Cardiac fibroblasts were harvested from TAC or sham mice that had consumed dabigatran etexilate or placebo chow for five weeks after surgery, or from hearts of normal mice on regular chow. Hearts were removed under aseptic conditions and immediately retrograde perfused with calcium-free PBS and dispase solution. LV was isolated, minced, and digested at 37° C. Cells were collected by centrifugation and cultured in DMEM medium containing 10% FBS and 1% antibiotics (penicillin/streptomycin) at 37°C in 5%CO2. Cells were used at passages two through four.

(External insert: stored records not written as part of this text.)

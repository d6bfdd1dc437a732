//! Core data model: the company profile, per-field provenance, and the
//! candidate values the three signal sources feed into reconciliation.

use chrono::{DateTime, Utc};
use serde::{Deserialize, Serialize};
use std::collections::HashMap;

use crate::domain_utils;

/// A single profile field that sources may suggest values for.
#[derive(Debug, Clone, Copy, Serialize, Deserialize, PartialEq, Eq, Hash)]
pub enum ProfileField {
    Name,
    Website,
    Industry,
    EmployeeCountBucket,
    Phone,
    StreetAddress,
    City,
    State,
    PostalCode,
    Country,
    LegacyAddress,
}

impl std::fmt::Display for ProfileField {
    fn fmt(&self, f: &mut std::fmt::Formatter<'_>) -> std::fmt::Result {
        let s = match self {
            ProfileField::Name => "name",
            ProfileField::Website => "website",
            ProfileField::Industry => "industry",
            ProfileField::EmployeeCountBucket => "employee_count_bucket",
            ProfileField::Phone => "phone",
            ProfileField::StreetAddress => "street_address",
            ProfileField::City => "city",
            ProfileField::State => "state",
            ProfileField::PostalCode => "postal_code",
            ProfileField::Country => "country",
            ProfileField::LegacyAddress => "legacy_address",
        };
        write!(f, "{}", s)
    }
}

/// Which automatic source proposed a candidate value.
#[derive(Debug, Clone, Copy, Serialize, Deserialize, PartialEq, Eq, Hash)]
pub enum CandidateSource {
    DomainSignal,
    Scrape,
    Enrichment,
}

impl CandidateSource {
    /// In-pass precedence when multiple sources compete for the same field.
    /// Higher wins: enrichment > scrape > domain.
    pub fn precedence(&self) -> u8 {
        match self {
            CandidateSource::Enrichment => 3,
            CandidateSource::Scrape => 2,
            CandidateSource::DomainSignal => 1,
        }
    }
}

impl std::fmt::Display for CandidateSource {
    fn fmt(&self, f: &mut std::fmt::Formatter<'_>) -> std::fmt::Result {
        match self {
            CandidateSource::DomainSignal => write!(f, "domain_signal"),
            CandidateSource::Scrape => write!(f, "scrape"),
            CandidateSource::Enrichment => write!(f, "enrichment"),
        }
    }
}

/// Recorded origin of a field's current value.
#[derive(Debug, Clone, Copy, Serialize, Deserialize, PartialEq, Eq, Default)]
pub enum Origin {
    #[default]
    Unset,
    DomainSuggested,
    EnrichmentSuggested,
    ScrapeSuggested,
    /// The operator typed into this field. Absorbing: no automatic source
    /// may overwrite the field afterwards.
    UserEdited,
}

impl From<CandidateSource> for Origin {
    fn from(source: CandidateSource) -> Self {
        match source {
            CandidateSource::DomainSignal => Origin::DomainSuggested,
            CandidateSource::Scrape => Origin::ScrapeSuggested,
            CandidateSource::Enrichment => Origin::EnrichmentSuggested,
        }
    }
}

impl Origin {
    /// Precedence of the automatic source behind this origin, if any.
    pub fn source_precedence(&self) -> Option<u8> {
        match self {
            Origin::EnrichmentSuggested => Some(CandidateSource::Enrichment.precedence()),
            Origin::ScrapeSuggested => Some(CandidateSource::Scrape.precedence()),
            Origin::DomainSuggested => Some(CandidateSource::DomainSignal.precedence()),
            Origin::Unset | Origin::UserEdited => None,
        }
    }
}

/// One proposed value for one profile field, tagged with its source.
#[derive(Debug, Clone, Serialize, Deserialize, PartialEq)]
pub struct Candidate {
    pub field: ProfileField,
    pub value: String,
    pub source: CandidateSource,
}

impl Candidate {
    pub fn new(field: ProfileField, value: impl Into<String>, source: CandidateSource) -> Self {
        Candidate {
            field,
            value: value.into(),
            source,
        }
    }
}

/// Provenance record for a single profile field.
#[derive(Debug, Clone, Serialize, Deserialize, Default)]
pub struct FieldProvenance {
    pub origin: Origin,
    /// The value most recently offered by a non-user source. Comparing the
    /// stored field against this (never a recomputed suggestion) is how the
    /// engine decides whether the operator has diverged from the auto-fill.
    pub last_suggested_value: Option<String>,
    pub accepted_at: Option<DateTime<Utc>>,
    /// Collection pass that produced the current auto-fill. Lets the engine
    /// enforce source precedence among completions of the same pass.
    #[serde(default)]
    pub accepted_pass: Option<u64>,
}

/// Per-field provenance for a whole profile.
pub type ProvenanceMap = HashMap<ProfileField, FieldProvenance>;

/// Structured postal address. Components that could not be decomposed stay
/// `None`; they are never defaulted.
#[derive(Debug, Clone, Serialize, Deserialize, Default, PartialEq)]
pub struct PostalAddress {
    pub street_address: Option<String>,
    pub city: Option<String>,
    pub state: Option<String>,
    pub postal_code: Option<String>,
    pub country: Option<String>,
}

/// The authoritative company record under reconciliation.
#[derive(Debug, Clone, Serialize, Deserialize, Default)]
pub struct CompanyProfile {
    pub name: Option<String>,
    /// Always stored fully qualified (scheme prepended if absent).
    pub website: Option<String>,
    pub industry: Option<String>,
    pub employee_count_bucket: Option<String>,
    pub phone: Option<String>,
    pub address: PostalAddress,
    /// Free-form address string kept for backward display.
    pub legacy_address: Option<String>,
}

impl CompanyProfile {
    /// Create the empty profile for a new assessment, knowing only the website.
    pub fn for_website(website: &str) -> Self {
        CompanyProfile {
            website: Some(domain_utils::qualify_website(website)),
            ..Default::default()
        }
    }

    pub fn get(&self, field: ProfileField) -> Option<&str> {
        match field {
            ProfileField::Name => self.name.as_deref(),
            ProfileField::Website => self.website.as_deref(),
            ProfileField::Industry => self.industry.as_deref(),
            ProfileField::EmployeeCountBucket => self.employee_count_bucket.as_deref(),
            ProfileField::Phone => self.phone.as_deref(),
            ProfileField::StreetAddress => self.address.street_address.as_deref(),
            ProfileField::City => self.address.city.as_deref(),
            ProfileField::State => self.address.state.as_deref(),
            ProfileField::PostalCode => self.address.postal_code.as_deref(),
            ProfileField::Country => self.address.country.as_deref(),
            ProfileField::LegacyAddress => self.legacy_address.as_deref(),
        }
    }

    /// Website values are qualified on the way in so the invariant holds
    /// regardless of which source set the field.
    pub fn set(&mut self, field: ProfileField, value: String) {
        let value = match field {
            ProfileField::Website => domain_utils::qualify_website(&value),
            _ => value,
        };
        let slot = match field {
            ProfileField::Name => &mut self.name,
            ProfileField::Website => &mut self.website,
            ProfileField::Industry => &mut self.industry,
            ProfileField::EmployeeCountBucket => &mut self.employee_count_bucket,
            ProfileField::Phone => &mut self.phone,
            ProfileField::StreetAddress => &mut self.address.street_address,
            ProfileField::City => &mut self.address.city,
            ProfileField::State => &mut self.address.state,
            ProfileField::PostalCode => &mut self.address.postal_code,
            ProfileField::Country => &mut self.address.country,
            ProfileField::LegacyAddress => &mut self.legacy_address,
        };
        *slot = Some(value);
    }
}

/// Normalized company record returned by the enrichment lookup service.
#[derive(Debug, Clone, Serialize, Deserialize, Default, PartialEq)]
pub struct CompanyFacts {
    pub name: Option<String>,
    pub industry: Option<String>,
    pub employee_count: Option<String>,
    pub founded: Option<u16>,
    pub annual_revenue_bucket: Option<String>,
    #[serde(default)]
    pub social_profiles: Vec<String>,
}

impl CompanyFacts {
    /// Flatten facts into field candidates for reconciliation.
    pub fn to_candidates(&self) -> Vec<Candidate> {
        let mut candidates = Vec::new();
        if let Some(name) = &self.name {
            candidates.push(Candidate::new(
                ProfileField::Name,
                name.clone(),
                CandidateSource::Enrichment,
            ));
        }
        if let Some(industry) = &self.industry {
            candidates.push(Candidate::new(
                ProfileField::Industry,
                industry.clone(),
                CandidateSource::Enrichment,
            ));
        }
        if let Some(count) = &self.employee_count {
            candidates.push(Candidate::new(
                ProfileField::EmployeeCountBucket,
                count.clone(),
                CandidateSource::Enrichment,
            ));
        }
        candidates
    }
}

#[cfg(test)]
mod tests {
    use super::*;

    #[test]
    fn test_website_always_fully_qualified() {
        let profile = CompanyProfile::for_website("acme.com");
        assert_eq!(profile.website.as_deref(), Some("https://acme.com"));

        let mut profile = CompanyProfile::default();
        profile.set(ProfileField::Website, "acme.com".to_string());
        assert_eq!(profile.website.as_deref(), Some("https://acme.com"));

        profile.set(ProfileField::Website, "http://acme.com".to_string());
        assert_eq!(profile.website.as_deref(), Some("http://acme.com"));
    }

    #[test]
    fn test_field_get_set_roundtrip() {
        let mut profile = CompanyProfile::default();
        let fields = [
            ProfileField::Name,
            ProfileField::Industry,
            ProfileField::Phone,
            ProfileField::StreetAddress,
            ProfileField::City,
            ProfileField::State,
            ProfileField::PostalCode,
            ProfileField::Country,
            ProfileField::LegacyAddress,
        ];
        for field in fields {
            profile.set(field, format!("value-{}", field));
            assert_eq!(profile.get(field), Some(format!("value-{}", field).as_str()));
        }
    }

    #[test]
    fn test_source_precedence_ordering() {
        assert!(CandidateSource::Enrichment.precedence() > CandidateSource::Scrape.precedence());
        assert!(CandidateSource::Scrape.precedence() > CandidateSource::DomainSignal.precedence());
    }

    #[test]
    fn test_facts_to_candidates() {
        let facts = CompanyFacts {
            name: Some("Acme Widgets Inc".to_string()),
            industry: Some("manufacturing".to_string()),
            employee_count: Some("11-50".to_string()),
            ..Default::default()
        };
        let candidates = facts.to_candidates();
        assert_eq!(candidates.len(), 3);
        assert!(candidates
            .iter()
            .all(|c| c.source == CandidateSource::Enrichment));
    }
}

Cells (5 × 104/well) were cultured in 96-well plates to confluence and incubated in serum-free DMEM overnight. The cells were then pre-incubated in a final volume of 100 μl/well DMEM with either the active drug dabigatran (400 ng/ml), or vehicle for one hour, followed by a 96-hour incubation with thrombin (1 unit/ml) or the thrombin receptor-activating peptide SFLLRN (10 μM). Insoluble collagen binding to Sirius red dye was measured in cells washed and fixed with Boiun’s solution (Sigma Aldrich, St. Louis MO) for one hour at room temperature. Unbound Sirius red was removed by washing four times with 0.1 N HCl. Bound dye was eluted with 0.5 N NaOH under mild shaking for 30 minutes, and optical density at 550 nm was recorded.

Statistical analysis

Data are expressed as mean ± standard error of the mean (SEM). Comparison of multiple groups was performed by two-way ANOVA using SigmaPlot (version 10.0, Systat Software, Inc., Chicago, IL). All other statistical analyses were performed by t-test or one-way ANOVA; P < 0.05, was accepted as statistically significant.

RESULTS AND DISCUSSION

Dabigatran does not alter cardiac hypertrophy

Approximately 5% of the mice died immediately following TAC, and the remaining mice survived to five weeks. No overt bleeding complications or statistically significant body weight differences were observed between surgical and drug treatment groups. Mice were fed chow with placebo or dabigatran etexilate, which undergoes rapid conversion to the active drug dabigatran. Dabigatran dosing was monitored by diluted thrombin clotting time (dTT). When fed to animals for one week before (pre-treatment) or immediately after surgery (immediate treatment), dabigatran etexilate significantly extended dTT by 3.2-fold and 3.7-fold, respectively. The effect of dabigatran on dTT was independent of procedure (Table 1). The dTT is particularly sensitive to the effects of dabigatran and displays a linear dose-response over therapeutic concentrations. Therefore, plasma concentration of dabigatran can be calculated from dTT (26). Using this, plasma levels where found to reach approximately 0.4 μg/ml in animals fed chow with dabigatran etexilate, and was undetectable in animals fed placebo chow (Table 1). Plasma thrombin activity was 38.9% lower in plasma from dabigatran etexilate-fed mice than in placebo (p<0.001) (Table 1).

Table 1.

Diluted thrombin time and thrombin activity in mice fed placebo or dabigatran chow.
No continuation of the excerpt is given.